__WHAT THE TASK ASKS__. Line by line, print the records exactly.

[Items from a dataset]
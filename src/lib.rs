//! Parkwatch Library
//!
//! Parking violation scanner over a message-broker RPC layer
//!
//! ## Architecture (6 Components)
//!
//! 1. Broker - Transport adapter (RabbitMQ, in-memory)
//! 2. Correlation - Ephemeral reply channels bound to one-shot promises
//! 3. RpcClient - Request envelope, publish, await under timeout
//! 4. VisionClient - Crop/classify peers and their response layouts
//! 5. Parking - Domain types and storage collaborators
//! 6. ViolationScan - Periodic zone scan, classification, dedup
//!
//! ## Design Principles
//!
//! - Every reply channel is owned by exactly one call and closed on every exit path
//! - Failures inside one place's pipeline never reach sibling places or the scheduler

pub mod broker;
pub mod correlation;
pub mod error;
pub mod parking;
pub mod rpc_client;
pub mod state;
pub mod violation_scan;
pub mod vision_client;

pub use error::{Error, Result};
pub use state::{AppConfig, AppState};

__THE ANSWER__.
filename src/lib.rs
//! Parkwatch Library
//!
//! Parking violation scanner over a message-broker RPC layer
//!
//! ## Architecture (6 Components)
//!
//! 1. Broker - Transport adapter (RabbitMQ, in-memory)
//! 2. Correlation - Ephemeral reply channels bound to one-shot promises
//! 3. RpcClient - Request envelope, publish, await under timeout
//! 4. VisionClient - Crop/classify peers and their response layouts
//! 5. Parking - Domain types and storage collaborators
//! 6. ViolationScan - Periodic zone scan, classification, dedup
//!
//! ## Design Principles
//!
//! - Every reply channel is owned by exactly one call and closed on every exit path
//! - Failures inside one place's pipeline never reach sibling places or the scheduler

pub mod broker;
pub mod correlation;
pub mod error;
pub mod parking;
pub mod rpc_client;
pub mod state;
pub mod violation_scan;
pub mod vision_client;

pub use error::{Error, Result};
pub use state::{AppConfig, AppState};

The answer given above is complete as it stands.